I managed to get my own room at the Cheese Factory – a tiny, vile hole with black walls – but I was delighted as it put some distance between me and the Americans, a breathing space. One evening two hitchhikers from California pushed their way into the room, sat themselves down on the bed and started telling me their story. They talked for hours and I wasn’t interested; I wanted them to leave, but they were determined to tell me about their route (which they pronounced rout) of hitching from Chengdu, the Chinese province directly east of Tibet. They went into minute detail about avoiding police checkpoints at night, walking through mountains and jungles and beating off savage dogs. Although their tale bored me I did absorb the information that it was possible to leave Tibet by that route and it did sound more interesting than going through the northern desert. But I wasn’t so interested in going into China, or my initial destination of Shanghai, as my new priority was to stay in Lhasa. If I needed a new visa I could get one in Kathmandu.

The next days were spent asking everyone I had ever met if they knew about a job. I spent hour after hour walking from unit to unit, asking for a job. I asked Tibetan exiles, Chinese leaders, secretaries, teachers if they had any ideas. Nothing. Isabella was keen to help but she couldn’t produce a job out of a hat, she had had to wait four months before finding hers. Diane and Frenchy thought I had gone insane:

– Man, you can’t get a job here! This is China for Chrissake. Communism. Duh. Just go back to bed.

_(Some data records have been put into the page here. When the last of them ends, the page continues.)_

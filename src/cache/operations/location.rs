use std::sync::Arc;
use std::time::Duration;

use crate::cache::keys::USER_LOCATION_KEY;
use crate::cache::models::CachedLocationRecord;
use crate::cache::store::KeyValueStore;
use crate::location::ResolvedLocation;
use crate::utils::Clock;

/// 默认缓存有效期（毫秒）：30分钟
pub const LOCATION_CACHE_TTL_MILLIS: i64 = 30 * 60 * 1000;

/// 定位缓存操作
///
/// 读写失败和记录损坏都按未命中处理，不向上抛错。
pub struct LocationCache {
    store: Arc<dyn KeyValueStore>,
    clock: Arc<dyn Clock>,
    ttl_millis: i64,
}

impl LocationCache {
    pub fn new(store: Arc<dyn KeyValueStore>, clock: Arc<dyn Clock>) -> Self {
        Self {
            store,
            clock,
            ttl_millis: LOCATION_CACHE_TTL_MILLIS,
        }
    }

    pub fn with_ttl(mut self, ttl: Duration) -> Self {
        self.ttl_millis = i64::try_from(ttl.as_millis()).unwrap_or(i64::MAX);
        self
    }

    /// 读取未过期的定位；过期或损坏的记录会被删除
    pub async fn load(&self) -> Option<ResolvedLocation> {
        let raw = match self.store.get(USER_LOCATION_KEY).await {
            Ok(Some(raw)) => raw,
            Ok(None) => {
                tracing::debug!("Location cache miss");
                return None;
            }
            Err(e) => {
                tracing::warn!("Failed to read location cache: {}", e);
                return None;
            }
        };

        let location = serde_json::from_str::<CachedLocationRecord>(&raw)
            .map_err(|e| e.to_string())
            .and_then(|record| ResolvedLocation::try_from(record).map_err(|e| e.to_string()));

        let location = match location {
            Ok(location) => location,
            Err(reason) => {
                tracing::warn!("Discarding corrupt location cache: {}", reason);
                self.clear().await;
                return None;
            }
        };

        // 时间戳溢出或在未来的记录按损坏处理
        let age = match self
            .clock
            .now_millis()
            .checked_sub(location.resolved_at_epoch_millis)
        {
            Some(age) if age >= 0 => age,
            _ => {
                tracing::warn!(
                    "Discarding location cache with invalid timestamp {}",
                    location.resolved_at_epoch_millis
                );
                self.clear().await;
                return None;
            }
        };
        if age > self.ttl_millis {
            tracing::debug!("Location cache expired ({} ms old)", age);
            self.clear().await;
            return None;
        }

        tracing::debug!("Location cache hit: {}", location.address);
        Some(location)
    }

    /// 无条件覆盖
    pub async fn save(&self, location: &ResolvedLocation) {
        let record = CachedLocationRecord::from(location);
        let json = match serde_json::to_string(&record) {
            Ok(json) => json,
            Err(e) => {
                tracing::warn!("Failed to serialize location cache: {}", e);
                return;
            }
        };

        if let Err(e) = self.store.set(USER_LOCATION_KEY, json).await {
            tracing::warn!("Failed to write location cache: {}", e);
        }
    }

    pub async fn clear(&self) {
        if let Err(e) = self.store.remove(USER_LOCATION_KEY).await {
            tracing::warn!("Failed to clear location cache: {}", e);
        }
    }
}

It was Wednesday and I set myself a new deadline: if I don’t find a job by Saturday I will leave. I would hitch down to India and make my way home. Every moment became precious as I realised this might be the last time I saw Lhasa, a city I had grown to really appreciate. I spent the mornings hustling for work and sat around gloomily in the evening with Diane and Frenchy, trying to savour my last moments in Tibet. I packed my tattered rucksack. I didn’t have much and was careful not to accumulate stuff, like the beautiful silver antiques in the market, as when you’re walking you regret every bit of extra weight and start thinking of what you can jettison.

On the Friday night I was psyched up to go, I had done my best to find a job and had failed. With a friendly Mexican I had just met, I went to the restaurant in the Snowlands Hotel and got into the party atmosphere coming from the neighbouring table – where ten well-dressed Tibetans were celebrating. They spoke some English, we got chatting and they invited us to join them. We said cheers in every language we knew (this is the one word I learned in every country I had visited). They were a handsome looking bunch and they told us they had just returned from two years in Beijing where they had been trained to come and work for the Tibet Import Export Bureau.

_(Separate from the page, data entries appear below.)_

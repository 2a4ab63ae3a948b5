use super::Coordinate;

/// 地球半径（公里）
pub const EARTH_RADIUS_KM: f64 = 6371.0;

/// Haversine 球面距离，单位公里，不做舍入
pub fn distance(a: Coordinate, b: Coordinate) -> f64 {
    let phi1 = a.latitude().to_radians();
    let phi2 = b.latitude().to_radians();
    let delta_phi = (b.latitude() - a.latitude()).to_radians();
    let delta_lambda = (b.longitude() - a.longitude()).to_radians();

    let h = (delta_phi / 2.0).sin().powi(2)
        + phi1.cos() * phi2.cos() * (delta_lambda / 2.0).sin().powi(2);
    let c = 2.0 * h.sqrt().atan2((1.0 - h).sqrt());

    EARTH_RADIUS_KM * c
}

/// 展示用：保留两位小数
pub fn round_km(km: f64) -> f64 {
    (km * 100.0).round() / 100.0
}

/// 不足 1 公里按米显示，否则按公里显示
pub fn format_distance(km: f64) -> String {
    if km < 1.0 {
        format!("{}m", (km * 1000.0).round() as i64)
    } else {
        format!("{}km", round_km(km))
    }
}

– Do you have an English teacher? I asked

– No.

– I am an English teacher. I am looking for a job. Could I come and be the English teacher at the Tibet Import Export Bureau? They talked furiously among themselves for what felt like ages and then said:

– We see leader. We say you good English teacher. You come Monday.

I couldn’t believe my luck, I jumped for joy, raised another glass, I had managed to get a job in Tibet. I didn’t need to leave after all.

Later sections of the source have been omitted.